The Quantix OR + Vessel Stabilizer device is intended for intraoperative examinations of blood flow measurements.

The Quantix OR + Vessel Stabilizer accessory is a dual-beam, angle-independent, pulsewave Doppler ultrasound system used for intraoperative blood flow volume. In addition to the conventional Doppler (blood flow velocity) measurements, the Quantix OR + Vessel Stabilizer technology utilizes special applications of ultrasound Doppler methods to obtain real-time measurements according to the definition of blood flow volume to target blood vessels. By definition, blood flow is the product of velocity and cross-sectional area. In other words, the volume blood flow is calculated by deriving flow velocity from the Doppler shift frequency using the basic standard formula and then multiplying the velocity by the cross-section area of the blood vessel.

This document is a 510(k) premarket notification for the Quantix OR + Vessel Stabilizer device, a blood flowmeter. It establishes substantial equivalence to a predicate device but does not contain detailed performance studies or specific acceptance criteria. Therefore, most of the requested information cannot be extracted from this document.

Here's an analysis of what can and cannot be provided:

1. A table of acceptance criteria and the reported device performance

• Cannot be provided: This document identifies the device and its intended use but does not present specific acceptance criteria (e.g., minimum accuracy, precision, or sensitivity/specificity targets) for its performance. It also does not include the results of any performance studies against such criteria.

2. Sample size used for the test set and the data provenance (e.g., country of origin of the data, retrospective or prospective)

• Cannot be provided: The document does not describe any specific test set or clinical study data.

3. Number of experts used to establish the ground truth for the test set and the qualifications of those experts (e.g., radiologist with 10 years of experience)

• Cannot be provided: No test set or ground truth establishment is described.

4. Adjudication method (e.g., 2+1, 3+1, none) for the test set

• Cannot be provided: No adjudication method is mentioned as no test set evaluation is detailed.

5. If a multi-reader multi-case (MRMC) comparative effectiveness study was done, If so, what was the effect size of how much human readers improve with AI vs without AI assistance

• Not applicable / Cannot be provided: This device is a blood flowmeter, not an AI-assisted diagnostic imaging device that involves human readers interpreting cases. Therefore, an MRMC study as described would not be relevant.

6. If a standalone (i.e., algorithm only without human-in-the-loop performance) was done

• Cannot be provided: This document does not describe any standalone performance studies. The device itself is a blood flowmeter for intraoperative use.

7. The type of ground truth used (expert consensus, pathology, outcomes data, etc.)

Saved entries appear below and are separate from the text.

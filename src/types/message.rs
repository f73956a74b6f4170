//! The logical email message shared by every provider.

use std::io::Read;
use std::path::PathBuf;

use super::address::Address;
use super::attachment::{AttachmentReader, AttachmentSource, Disposition};
use crate::errors::{MailerError, MailerResult};
use crate::providers::{Driver, ProviderLimits};

/// An email message built incrementally before a single send.
#[derive(Debug, Default)]
pub struct Message {
    /// Sender.
    pub from: Option<Address>,
    /// Primary recipients, in insertion order.
    pub to: Vec<Address>,
    /// Carbon copy recipients.
    pub cc: Vec<Address>,
    /// Blind carbon copy recipients.
    pub bcc: Vec<Address>,
    /// Reply-to address.
    pub reply_to: Option<Address>,
    /// Subject line.
    pub subject: String,
    /// Plain text body.
    pub body_text: String,
    /// HTML body.
    pub body_html: String,
    /// Attachment sources, resolved at send time.
    pub attachments: Vec<AttachmentSource>,
}

impl Message {
    /// Creates an empty message.
    pub fn new() -> Self {
        Self::default()
    }

    /// Sets the sender, replacing any previous value.
    pub fn from(&mut self, name: impl Into<String>, email: impl Into<String>) -> &mut Self {
        self.from = Some(Address::new(name, email));
        self
    }

    /// Appends a primary recipient.
    pub fn to(&mut self, name: impl Into<String>, email: impl Into<String>) -> &mut Self {
        self.to.push(Address::new(name, email));
        self
    }

    /// Appends a carbon copy recipient.
    pub fn cc(&mut self, name: impl Into<String>, email: impl Into<String>) -> &mut Self {
        self.cc.push(Address::new(name, email));
        self
    }

    /// Appends a blind carbon copy recipient.
    pub fn bcc(&mut self, name: impl Into<String>, email: impl Into<String>) -> &mut Self {
        self.bcc.push(Address::new(name, email));
        self
    }

    /// Sets the reply-to address, replacing any previous value.
    pub fn reply_to(&mut self, name: impl Into<String>, email: impl Into<String>) -> &mut Self {
        self.reply_to = Some(Address::new(name, email));
        self
    }

    /// Sets the subject.
    pub fn subject(&mut self, subject: impl Into<String>) -> &mut Self {
        self.subject = subject.into();
        self
    }

    /// Sets the HTML body.
    pub fn body_html(&mut self, html: impl Into<String>) -> &mut Self {
        self.body_html = html.into();
        self
    }

    /// Sets the plain text body.
    pub fn body_text(&mut self, text: impl Into<String>) -> &mut Self {
        self.body_text = text.into();
        self
    }

    /// Appends a file attachment.
    pub fn attachment_file(&mut self, path: impl Into<PathBuf>) -> &mut Self {
        self.attach_file(path.into(), Disposition::Attachment)
    }

    /// Appends an inline file attachment.
    pub fn attachment_inline_file(&mut self, path: impl Into<PathBuf>) -> &mut Self {
        self.attach_file(path.into(), Disposition::Inline)
    }

    /// Appends a reader attachment under a logical filename.
    pub fn attachment_reader<R>(&mut self, filename: impl Into<String>, reader: R) -> &mut Self
    where
        R: Read + Send + 'static,
    {
        self.attach_reader(filename.into(), Box::new(reader), Disposition::Attachment)
    }

    /// Appends an inline reader attachment under a logical filename.
    pub fn attachment_inline_reader<R>(
        &mut self,
        filename: impl Into<String>,
        reader: R,
    ) -> &mut Self
    where
        R: Read + Send + 'static,
    {
        self.attach_reader(filename.into(), Box::new(reader), Disposition::Inline)
    }

    fn attach_file(&mut self, path: PathBuf, disposition: Disposition) -> &mut Self {
        self.attachments
            .push(AttachmentSource::File { path, disposition });
        self
    }

    fn attach_reader(
        &mut self,
        filename: String,
        reader: AttachmentReader,
        disposition: Disposition,
    ) -> &mut Self {
        self.attachments
            .push(AttachmentSource::reader(filename, reader, disposition));
        self
    }

    /// Returns the combined number of to, cc and bcc recipients.
    pub fn recipient_count(&self) -> usize {
        self.to.len() + self.cc.len() + self.bcc.len()
    }

    /// Returns the sender's address if one with a non-empty email is set.
    pub fn sender(&self) -> Option<&Address> {
        self.from.as_ref().filter(|a| a.is_present())
    }

    /// Returns the reply-to address if one with a non-empty email is set.
    pub fn reply_address(&self) -> Option<&Address> {
        self.reply_to.as_ref().filter(|a| a.is_present())
    }

    /// Checks the message against the rules shared by every provider and the
    /// provider's recipient ceiling.
    pub fn validate(&self, provider: Driver, limits: &ProviderLimits) -> MailerResult<()> {
        if self.sender().is_none() {
            return Err(MailerError::validation_field("you must provide from", "from"));
        }
        if self.to.is_empty() {
            return Err(MailerError::validation_field(
                "you must provide at least one recipient",
                "to",
            ));
        }
        let count = self.recipient_count();
        if count > limits.max_recipients {
            return Err(MailerError::TooManyRecipients {
                provider,
                limit: limits.max_recipients,
                actual: count,
            });
        }
        if self.body_text.is_empty() && self.body_html.is_empty() {
            return Err(MailerError::validation_field(
                "you must provide a Text or HTML body",
                "body",
            ));
        }
        Ok(())
    }
}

• Cannot be provided: No specific ground truth methodology is mentioned as no performance study is detailed.

8. The sample size for the training set

• Cannot be provided: This document does not describe a training set, as it is a 510(k) for a medical device (blood flowmeter), not an AI/machine learning algorithm that typically requires a training set.

9. How the ground truth for the training set was established

• Cannot be provided: As there's no mention of a training set, there's no information on how its ground truth might have been established.

Summary regarding the provided text:

The provided document is a 510(k) premarket notification, which primarily focuses on demonstrating substantial equivalence to a predicate device. It defines the device, its intended use, and its technological characteristics. It does not include the detailed technical performance studies, acceptance criteria, or clinical trial data that would contain the information requested in the prompt. Such detailed performance data is typically found in accompanying technical documentation, internal reports, or other sections of a more comprehensive regulatory submission, but not in this summary form.